When a one-person family with a full-time minimum wage worker adds a dependent (say a disabled relative to their family), they go from being $2,749 above the poverty line to being $791 below the poverty line. Things get even worse if the disabled relative causes the worker to miss hours to provide care.

If this same family adds another dependent (say a child), then they'll go even further in poverty. In all cases, adding a dependent to the family increases the family's poverty line but does not increase the family's income. When the dependent burden gets to be too high relative to the number of earners (and their wage levels), that's how family poverty happens.

Uncertainty

In reality you don't always know whether someone you are adding to your family is going to be a dependent or an earner. Children obviously will be dependents, as will retired people. But when it comes to adults, someone who you add to your family may be an earner now, but find themselves unemployed, disabled, or caretaking later. Indeed, you may find yourself in that in one of those situations in the future.

Longitudinal studies on income dynamics tend to show that people don't find themselves poor year after year after year. Instead, poverty is what happens when lower working class families have bad stretches, which is to say when lower working class families see their dependent burden spike in a given period due to job loss, birth of a child, prolonged illness, or something else that disrupts the work hours they can achieve in non-poor years. Poor families also see wage rate increases as their earners age, which also helps previously poor families get over the poverty threshold in subsequent years.

Fixing the Problem

As I mentioned in my prior post, the left-wing position (which I hold) is that the family poverty problem is best fixed by providing social income for every dependent in society. What I did not mention was just how necessary this kind of solution is, if you actually care about a lot of the things liberals talk about.

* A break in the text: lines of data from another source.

//! Total parser for the text notation.
//!
//! Grammar:
//!
//! ```text
//! value  := integer | boolean | name | object | array
//! object := '{' (name ':' value (',' name ':' value)* ','?)? '}'
//! array  := '{' (value (',' value)* ','?)? '}'
//! ```
//!
//! Integer literals accept decimal and `0x`-prefixed hexadecimal forms with
//! `_` permitted between digits. `#` starts a comment running to the end of
//! the line, so annotated writer output parses back. Empty braces parse as
//! an empty object; the updater accepts that for arrays too.
//!
//! The parser is an explicit-stack machine iterating over the input bytes:
//! every step consumes at least one token, so it terminates for any input,
//! never reads past the input length, and reports malformed or truncated
//! input as an error instead of faulting.

use crate::ast::TextValue;
use crate::errors::TextError;

#[derive(Debug, Clone, PartialEq, Eq)]
enum Token {
    LBrace,
    RBrace,
    Colon,
    Comma,
    Int(i64),
    Bool(bool),
    Name(String),
    End,
}

struct Lexer<'s> {
    input: &'s [u8],
    pos: usize,
    /// Lookahead of up to two tokens, used to tell objects from arrays.
    peeked: Vec<(Token, usize)>,
}

impl<'s> Lexer<'s> {
    fn new(input: &'s str) -> Self {
        Lexer {
            input: input.as_bytes(),
            pos: 0,
            peeked: Vec::new(),
        }
    }

    fn next_token(&mut self) -> Result<(Token, usize), TextError> {
        if self.peeked.is_empty() {
            self.lex()
        } else {
            Ok(self.peeked.remove(0))
        }
    }

    fn peek(&mut self, depth: usize) -> Result<&Token, TextError> {
        while self.peeked.len() <= depth {
            let t = self.lex()?;
            self.peeked.push(t);
        }
        Ok(&self.peeked[depth].0)
    }

    fn skip_blank(&mut self) {
        while let Some(&b) = self.input.get(self.pos) {
            match b {
                b' ' | b'\t' | b'\r' | b'\n' => self.pos += 1,
                b'#' => {
                    while self.input.get(self.pos).is_some_and(|&b| b != b'\n') {
                        self.pos += 1;
                    }
                }
                _ => break,
            }
        }
    }

    fn lex(&mut self) -> Result<(Token, usize), TextError> {
        self.skip_blank();
        let at = self.pos;
        let Some(&b) = self.input.get(self.pos) else {
            return Ok((Token::End, at));
        };
        self.pos += 1;
        let token = match b {
            b'{' => Token::LBrace,
            b'}' => Token::RBrace,
            b':' => Token::Colon,
            b',' => Token::Comma,
            b'-' | b'0'..=b'9' => {
                self.pos -= 1;
                self.lex_number(at)?
            }
            b'a'..=b'z' | b'A'..=b'Z' | b'_' => {
                self.pos -= 1;
                self.lex_name()
            }
            _ => {
                // Input is valid UTF-8; recover the full character for the
                // error message.
                let ch = std::str::from_utf8(&self.input[at..])
                    .ok()
                    .and_then(|s| s.chars().next())
                    .unwrap_or(char::REPLACEMENT_CHARACTER);
                return Err(TextError::UnexpectedChar { at, ch });
            }
        };
        Ok((token, at))
    }

    fn lex_number(&mut self, at: usize) -> Result<Token, TextError> {
        let negative = self.input.get(self.pos) == Some(&b'-');
        if negative {
            self.pos += 1;
        }
        let hex = self.input.get(self.pos) == Some(&b'0')
            && matches!(self.input.get(self.pos + 1), Some(&b'x') | Some(&b'X'));
        if hex {
            self.pos += 2;
        }
        let mut digits = 0usize;
        let mut magnitude = 0u64;
        while let Some(&b) = self.input.get(self.pos) {
            let digit = match b {
                b'_' => {
                    self.pos += 1;
                    continue;
                }
                b'0'..=b'9' => (b - b'0') as u64,
                b'a'..=b'f' if hex => (b - b'a' + 10) as u64,
                b'A'..=b'F' if hex => (b - b'A' + 10) as u64,
                _ => break,
            };
            let base = if hex { 16 } else { 10 };
            magnitude = magnitude
                .checked_mul(base)
                .and_then(|m| m.checked_add(digit))
                .ok_or(TextError::NumberOverflow(at))?;
            digits += 1;
            self.pos += 1;
        }
        if digits == 0 {
            return Err(TextError::UnexpectedToken(at));
        }
        let value = if negative {
            if magnitude > i64::MAX as u64 + 1 {
                return Err(TextError::NumberOverflow(at));
            }
            (magnitude as i128).wrapping_neg() as i64
        } else {
            if !hex && magnitude > i64::MAX as u64 {
                return Err(TextError::NumberOverflow(at));
            }
            // Hex literals up to 0xFFFF_FFFF_FFFF_FFFF wrap into i64, matching
            // how 64-bit unsigned fields are carried.
            magnitude as i64
        };
        Ok(Token::Int(value))
    }

    /// Consumes a name token, or fails on anything else.
    fn next_name(&mut self) -> Result<String, TextError> {
        let (token, at) = self.next_token()?;
        match token {
            Token::Name(name) => Ok(name),
            Token::End => Err(TextError::UnexpectedEnd),
            _ => Err(TextError::UnexpectedToken(at)),
        }
    }

    /// Consumes the given punctuation token, or fails on anything else.
    fn expect(&mut self, want: Token) -> Result<(), TextError> {
        let (token, at) = self.next_token()?;
        if token == want {
            Ok(())
        } else if token == Token::End {
            Err(TextError::UnexpectedEnd)
        } else {
            Err(TextError::UnexpectedToken(at))
        }
    }

    fn lex_name(&mut self) -> Token {
        let start = self.pos;
        while self
            .input
            .get(self.pos)
            .is_some_and(|b| b.is_ascii_alphanumeric() || *b == b'_')
        {
            self.pos += 1;
        }
        let name = String::from_utf8_lossy(&self.input[start..self.pos]).into_owned();
        match name.as_str() {
            "true" => Token::Bool(true),
            "false" => Token::Bool(false),
            _ => Token::Name(name),
        }
    }
}

enum Frame {
    Object {
        entries: Vec<(String, TextValue)>,
        /// Name awaiting its value.
        name: String,
    },
    Array {
        items: Vec<TextValue>,
    },
}

/// Parses one complete value followed by end of input.
pub fn parse_text(input: &str) -> Result<TextValue, TextError> {
    let mut lex = Lexer::new(input);
    let mut stack: Vec<Frame> = Vec::new();
    let mut value: Option<TextValue> = None;

    loop {
        let v = match value.take() {
            Some(v) => v,
            None => {
                let (token, at) = lex.next_token()?;
                match token {
                    Token::LBrace => {
                        if *lex.peek(0)? == Token::RBrace {
                            lex.next_token()?;
                            value = Some(TextValue::Object(Vec::new()));
                        } else if matches!(lex.peek(0)?, Token::Name(_))
                            && *lex.peek(1)? == Token::Colon
                        {
                            let name = lex.next_name()?;
                            lex.expect(Token::Colon)?;
                            stack.push(Frame::Object {
                                entries: Vec::new(),
                                name,
                            });
                        } else {
                            stack.push(Frame::Array { items: Vec::new() });
                        }
                        continue;
                    }
                    Token::Int(v) => TextValue::Int(v),
                    Token::Bool(b) => TextValue::Bool(b),
                    Token::Name(n) => TextValue::Name(n),
                    Token::End => return Err(TextError::UnexpectedEnd),
                    _ => return Err(TextError::UnexpectedToken(at)),
                }
            }
        };

        // A value is complete: attach it to the enclosing frame, or finish.
        match stack.pop() {
            None => {
                let (token, at) = lex.next_token()?;
                return match token {
                    Token::End => Ok(v),
                    _ => Err(TextError::TrailingInput(at)),
                };
            }
            Some(Frame::Object { mut entries, name }) => {
                entries.push((name, v));
                let (token, at) = lex.next_token()?;
                match token {
                    Token::RBrace => value = Some(TextValue::Object(entries)),
                    Token::Comma => {
                        if *lex.peek(0)? == Token::RBrace {
                            lex.next_token()?;
                            value = Some(TextValue::Object(entries));
                        } else {
                            let name = lex.next_name()?;
                            lex.expect(Token::Colon)?;
                            stack.push(Frame::Object { entries, name });
                        }
                    }
                    Token::End => return Err(TextError::UnexpectedEnd),
                    _ => return Err(TextError::UnexpectedToken(at)),
                }
            }
            Some(Frame::Array { mut items }) => {
                items.push(v);
                let (token, at) = lex.next_token()?;
                match token {
                    Token::RBrace => value = Some(TextValue::Array(items)),
                    Token::Comma => {
                        if *lex.peek(0)? == Token::RBrace {
                            lex.next_token()?;
                            value = Some(TextValue::Array(items));
                        } else {
                            stack.push(Frame::Array { items });
                        }
                    }
                    Token::End => return Err(TextError::UnexpectedEnd),
                    _ => return Err(TextError::UnexpectedToken(at)),
                }
            }
        }
    }
}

If you believe, for instance, that no full time worker should live in poverty, then you must also believe that all nonworkers should receive some kind of social income. This is so because the only reason full-time workers find themselves in poverty is because of the dependents in their family (as demonstrated above). If you do not provide social income for dependents, then the only way you can guarantee that full-time workers won't be in poverty is if you ensure each full time worker receives enough market income to provide for a potentially unlimited number of dependents in their family. Needless to say, this is impossible.

If you believe in massive inequality reduction, then you must also believe that all dependents should receive a good chunk of social income. Closing the wage differential between high and low earners (the usual strategy) can help cut inequality quite a bit, but when identical earners are made to spread their earnings across different numbers of dependents, inequality is still going to be a big issue. Even if wage differentials were closed entirely, a two-earner family with no dependents would find themselves twice as rich, on a per-capita basis, than a two-earner family with two kids. That kind of inequality can only be mitigated by using taxes and benefits to enact a net transfer from families with fewer dependents to families with more dependents.